Mediterranean Touch Screen

I don’t see highrise. I see the Mediterranean cities floating in a sea of plastics. I don’t see the cities getting smarter, I see the debris of parts, bits, bytes, pixels chasing after extensions, plug ins to get to the terminals. I see the clouds falling off the sky and there’s no sign of raindrops falling.
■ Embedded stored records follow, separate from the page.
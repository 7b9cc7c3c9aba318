//! Render a catalog view as nested accordion list markup.
//!
//! Rendering is two steps: `tree` turns the catalog into numbered, anchored
//! nodes for the catalog's presentation, and `html` serializes those nodes.
//! The presentation mode only flips open classes and list visibility.

mod html;
mod tree;

pub use html::to_html;
pub use tree::{NodeKind, RenderNode, RenderTree, build_tree};

use crate::catalog::Catalog;
use crate::search::PresentationMode;
use serde::{Deserialize, Serialize};

/// Class names used in the emitted markup.
///
/// Defaults match the stylesheet and accordion script shipped with the
/// generated documentation pages.
#[derive(Clone, Debug, Eq, PartialEq, Serialize, Deserialize)]
#[serde(default)]
pub struct RenderOptions {
    /// Class on the clickable anchor of group and section items.
    pub toggle_class: String,
    /// Class added to group and section items when expanded.
    pub open_class: String,
    pub group_list_class: String,
    pub section_list_class: String,
    pub deprecated_class: String,
}

impl Default for RenderOptions {
    fn default() -> Self {
        Self {
            toggle_class: "dd".to_string(),
            open_class: "open".to_string(),
            group_list_class: "sectlevel1".to_string(),
            section_list_class: "sectlevel2".to_string(),
            deprecated_class: "line-through".to_string(),
        }
    }
}

/// Render `catalog` in `mode`. An empty catalog renders as an empty string.
pub fn render(catalog: &Catalog, mode: PresentationMode, options: &RenderOptions) -> String {
    let tree = build_tree(catalog, mode);
    let html = to_html(&tree, options);
    tracing::debug!(
        key = %catalog.key,
        ?mode,
        nodes = tree.node_count(),
        bytes = html.len(),
        "catalog rendered"
    );
    html
}
//! Structured render tree built from a (filtered) catalog.
//!
//! Nodes carry their dotted number, display label, anchor fragment and
//! deprecation state, so the markup serializer only decides layout.

use crate::catalog::{Catalog, Entry, Group, Presentation, Section};
use crate::search::PresentationMode;
use serde::Serialize;

#[derive(Clone, Copy, Debug, Eq, PartialEq, Serialize)]
#[serde(rename_all = "snake_case")]
pub enum NodeKind {
    Group,
    Section,
    Entry,
}

#[derive(Clone, Debug, Eq, PartialEq, Serialize)]
pub struct RenderNode {
    pub kind: NodeKind,
    /// Dotted order path, e.g. `1.1.2`.
    pub number: String,
    pub label: String,
    /// Fragment without the leading `#`: `_` + path segments + raw text.
    pub anchor: String,
    pub deprecated: bool,
    pub children: Vec<RenderNode>,
}

#[derive(Clone, Debug, Eq, PartialEq, Serialize)]
pub struct RenderTree {
    pub mode: PresentationMode,
    pub nodes: Vec<RenderNode>,
}

impl RenderTree {
    pub fn is_empty(&self) -> bool {
        self.nodes.is_empty()
    }

    /// Total nodes at every depth.
    pub fn node_count(&self) -> usize {
        fn count(nodes: &[RenderNode]) -> usize {
            nodes.iter().map(|node| 1 + count(&node.children)).sum()
        }
        count(&self.nodes)
    }
}

/// Build the tree for `catalog` in its own presentation.
///
/// Single-group catalogs drop the group level: their sections become the
/// top-level nodes, still numbered under the group's order.
pub fn build_tree(catalog: &Catalog, mode: PresentationMode) -> RenderTree {
    let nodes = match catalog.presentation {
        Presentation::SingleGroup => catalog
            .groups
            .iter()
            .flat_map(|group| {
                group
                    .sections
                    .iter()
                    .map(move |section| section_node(group, section))
            })
            .collect(),
        Presentation::MultiGroup => catalog.groups.iter().map(group_node).collect(),
    };
    RenderTree { mode, nodes }
}

fn group_node(group: &Group) -> RenderNode {
    let path = [group.order.as_str()];
    RenderNode {
        kind: NodeKind::Group,
        number: path.join("."),
        label: group.name.clone(),
        anchor: anchor(&path, &group.name),
        deprecated: false,
        children: group
            .sections
            .iter()
            .map(|section| section_node(group, section))
            .collect(),
    }
}

fn section_node(group: &Group, section: &Section) -> RenderNode {
    let path = [group.order.as_str(), section.order.as_str()];
    RenderNode {
        kind: NodeKind::Section,
        number: path.join("."),
        label: section.description.clone(),
        anchor: anchor(&path, &section.link),
        deprecated: false,
        children: section
            .entries
            .iter()
            .map(|entry| entry_node(group, section, entry))
            .collect(),
    }
}

fn entry_node(group: &Group, section: &Section, entry: &Entry) -> RenderNode {
    let path = [
        group.order.as_str(),
        section.order.as_str(),
        entry.order.as_str(),
    ];
    RenderNode {
        kind: NodeKind::Entry,
        number: path.join("."),
        label: entry.description.clone(),
        anchor: anchor(&path, &entry.description),
        deprecated: entry.is_deprecated(),
        children: Vec::new(),
    }
}

fn anchor(path: &[&str], text: &str) -> String {
    format!("_{}_{}", path.join("_"), text)
}
//! Load-time error kinds for documentation catalogs.
//!
//! Search and render are total, so only catalog loading can fail. Errors are
//! reported once when a catalog is materialized, never per query.

use std::path::PathBuf;
use thiserror::Error;

/// Errors raised while reading, parsing, or validating a catalog.
#[derive(Debug, Error)]
pub enum CatalogError {
    #[error("reading catalog {path}: {source}")]
    Io {
        path: PathBuf,
        #[source]
        source: std::io::Error,
    },
    #[error("parsing catalog {origin}: {source}")]
    Parse {
        origin: String,
        #[source]
        source: serde_json::Error,
    },
    #[error("catalog {origin} has an invalid shape:\n{details}")]
    InvalidCatalogShape { origin: String, details: String },
}

impl CatalogError {
    pub(crate) fn invalid_shape(origin: impl Into<String>, details: impl Into<String>) -> Self {
        Self::InvalidCatalogShape {
            origin: origin.into(),
            details: details.into(),
        }
    }

    /// True for structural problems, as opposed to I/O or JSON syntax errors.
    #[must_use]
    pub fn is_shape_error(&self) -> bool {
        matches!(self, Self::InvalidCatalogShape { .. })
    }
}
Mediterranean Touch Screen is an imaginary sea landscape composed of broken keys and keyboard membranes. The numerous membranes float in the idyllic blue Mediterranean while the pebbled beaches made of broken plastic keys beam seductive toxic green. The work is a networked reactivated installation; the USB ports of the membranes are rewired, interlinked and connected to a system computer where sound data of Mediterranean remembrance are archived. The transparent membranes jointly serve as a post-digital touch screen for public interfacing. Visitors are invited to touch the membranes to retrieve sound notes from the stored data. The multiple sound notes generated offer a collective (de)composition of the syncopated tunes of bygone tomorrows.

Additional Info

  • Author(s): Shu Lea Cheang
  • Year(s): 2017
  • Project team: Shu Lea Cheang with Marinos Koutsomihalis (sound data), Julien Ottavi /APO33 (system patching), Alexandros Drymonitis (technical support)
  • Bio:

    As an artist, filmmaker, networker, Shu Lea Cheang (TW/ US/ FR) constructs networked installation and multi-player performance in participatory impromptu mode. She drafts sci-fi narratives in her film scenario and artwork imagination. She builds social interface with transgressive plots and open network that permits public participation. Engaged in media activism for two decades (the 80s and 90s) in New York City, Cheang concluded her NYC period with a cybernoia film FRESH KILL (1994) and the first Guggenheim museum web art commission/collection BRANDON (1998-1999). Since her relocation to Eurozone in 2000, Cheang has taken up large scale installations and networked performances while she also co-founded several collectives to pursue cross-disciplinary projects. From homesteading cyberspace in the 90s to her current retreat to post-crash BioNet, Cheang takes on viral love and bio hack. In 2017, Cheang premiered her cypherpunk movie FLUIDØ at Berlinale. She is currently working on a mobi-web-serial Wonders Wander for Madrid Pride and she also has in development two new works - UKI, cinema interrupted and Ultra Love Songs for the Unborn.